The manner in which various funeral rites are performed in the Upper East Region, especially in the BONABOTO catchment area, is said to be causing poverty, and also breeding unnecessary competition among women.

To commemorate this year’s International Women’s Day, the Maltaaba Peasant Women Farmers’ Co-operative in the Upper East Region has called on traditional rulers and stakeholders to find a better alternative to the extravagant spending on funerals.
 
From buying expensive caskets and sewing new clothes to slaughtering animals and organising massive feasts, these are the adopted characteristics of funerals in the Upper East Region, especially within the frafra-speaking population.

The financial and social resources invested in funerals are being described as unnecessary. 

When the Maltaaba Peasant Women Farmers’ Co-operative converged at Yameriga in the Talensi District, they observed that women often stretch themselves a lot to impress their families during funerals. 

Board Chairperson of the group, Ms Mollydeen Buntuuya, stated that the practice whereby daughters send large sums of foodstuffs such as rice, frytol oil, soap, mackerel, and pork when funerals are performed in their father’s house is not part of the rites. 

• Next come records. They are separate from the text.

impl Action {
    pub fn path(&self) -> &RelativePath {
        match self {
            Self::DeleteLocal { path, .. }
            | Self::DeleteRemote { path, .. }
            | Self::Upload { path, .. }
            | Self::Download { path, .. } => path,
        }
    }

    pub fn kind(&self) -> EntryKind {
        match self {
            Self::DeleteLocal { kind, .. }
            | Self::DeleteRemote { kind, .. }
            | Self::Upload { kind, .. }
            | Self::Download { kind, .. } => *kind,
        }
    }

    pub fn is_deletion(&self) -> bool {
        matches!(self, Self::DeleteLocal { .. } | Self::DeleteRemote { .. })
    }

    /// Short verb used in logs and CLI output
    pub fn label(&self) -> &'static str {
        match self {
            Self::DeleteLocal { .. } => "delete-local",
            Self::DeleteRemote { .. } => "delete-remote",
            Self::Upload { .. } => "upload",
            Self::Download { .. } => "download",
        }
    }

    fn download_from(path: RelativePath, remote: &RemoteEntry) -> Self {
        Self::Download {
            path,
            kind: remote.kind,
            size: remote.size,
            hash: remote.hash.clone(),
            modified: remote.modified,
        }
    }

    fn upload_from(path: RelativePath, local: &LocalEntry) -> Self {
        Self::Upload {
            path,
            kind: local.kind,
            size: local.size,
            hash: local.hash.clone(),
            modified: local.modified,
        }
    }
}

/// Why a path was left alone
#[derive(Debug, Clone, PartialEq, Eq, Serialize)]
#[serde(tag = "reason", rename_all = "snake_case")]
pub enum ConflictReason {
    /// A file on one side, a directory on the other
    TypeMismatch { local: EntryKind, remote: EntryKind },
    /// Both sides differ in content with no usable ordering between them
    ConcurrentEdit,
}

impl std::fmt::Display for ConflictReason {
    fn fmt(&self, f: &mut std::fmt::Formatter<'_>) -> std::fmt::Result {
        match self {
            Self::TypeMismatch { local, remote } => {
                write!(f, "{local} locally, {remote} remotely")
            }
            Self::ConcurrentEdit => write!(f, "changed on both sides at the same time"),
        }
    }
}

#[derive(Debug, Clone, PartialEq, Eq, Serialize)]
pub struct Conflict {
    pub path: RelativePath,
    #[serde(flatten)]
    pub reason: ConflictReason,
}

/// Output of one planning pass
#[derive(Debug, Clone, Default, Serialize)]
pub struct ActionPlan {
    /// Deletions (deepest first), then directory creations (shallowest
    /// first), then file transfers
    pub actions: Vec<Action>,
    /// Paths found identical on both sides, to be (re)recorded
    pub confirmations: Vec<SyncedEntry>,
    /// State entries to drop without touching either side
    pub stale: Vec<RelativePath>,
    pub conflicts: Vec<Conflict>,
    /// Remote deletions turned into downloads by the mass-delete guard
    pub guarded_deletions: usize,
}

impl ActionPlan {
    /// True when the plan neither acts nor changes state
    pub fn is_empty(&self) -> bool {
        self.actions.is_empty() && self.confirmations.is_empty() && self.stale.is_empty()
    }

    pub fn deletions(&self) -> impl Iterator<Item = &Action> {
        self.actions.iter().filter(|a| a.is_deletion())
    }

    pub fn transfers(&self) -> impl Iterator<Item = &Action> {
        self.actions.iter().filter(|a| !a.is_deletion())
    }

    /// Number of file uploads
    pub fn upload_count(&self) -> usize {
        self.actions
            .iter()
            .filter(|a| matches!(a, Action::Upload { kind: EntryKind::File, .. }))
            .count()
    }

    /// Number of file downloads
    pub fn download_count(&self) -> usize {
        self.actions
            .iter()
            .filter(|a| matches!(a, Action::Download { kind: EntryKind::File, .. }))
            .count()
    }

    /// Many more downloads than uploads usually means the configured sync
    /// folder is not the one that was synced before
    pub fn looks_like_wrong_folder(&self) -> bool {
        let downloads = self.download_count();
        downloads > SUSPICIOUS_DOWNLOADS
            && downloads > SUSPICIOUS_RATIO * self.upload_count().max(1)
    }
}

Mollydeen Buntuuya – Board chairperson.

This, Mollydeen believes, is putting pressure on women to impress their families and making them poorer.

The Director of Maltaaba Peasant Women Farmers’ Co-operative, Ms Lydia Miyella, mentioned that the organisation, over the years, has implemented several interventions aimed at empowering women economically and socially. 

Ms Miyella was not happy that climate change is hitting hard on rural folks, especially vulnerable women and children.  

Ms Lydia Miyella also used the occasion to remind political parties that the Maltaaba Peasant Women Farmers’ Co-operative would be looking out for policies and programmes that would benefit women in society.  

The women also appreciated the support of STAR GHANA Foundation for assisting them to access productive farmlands in the past years. 

They appealed to government to come out with agriculture policies and interventions that will give equal opportunities to smallholder rural women farmers, to benefit from credit facilities from financial institutions to help expand their businesses. 

According to them, Ghana cannot achieve the Sustainable Development Goals when women are discriminated against and stereotyped. 

Therefore, the theme for this year’s International Women’s Day, “Investing in Women: Accelerate Progress,” serves as a wake-up call for all stakeholders, including state and non-state actors, to act now.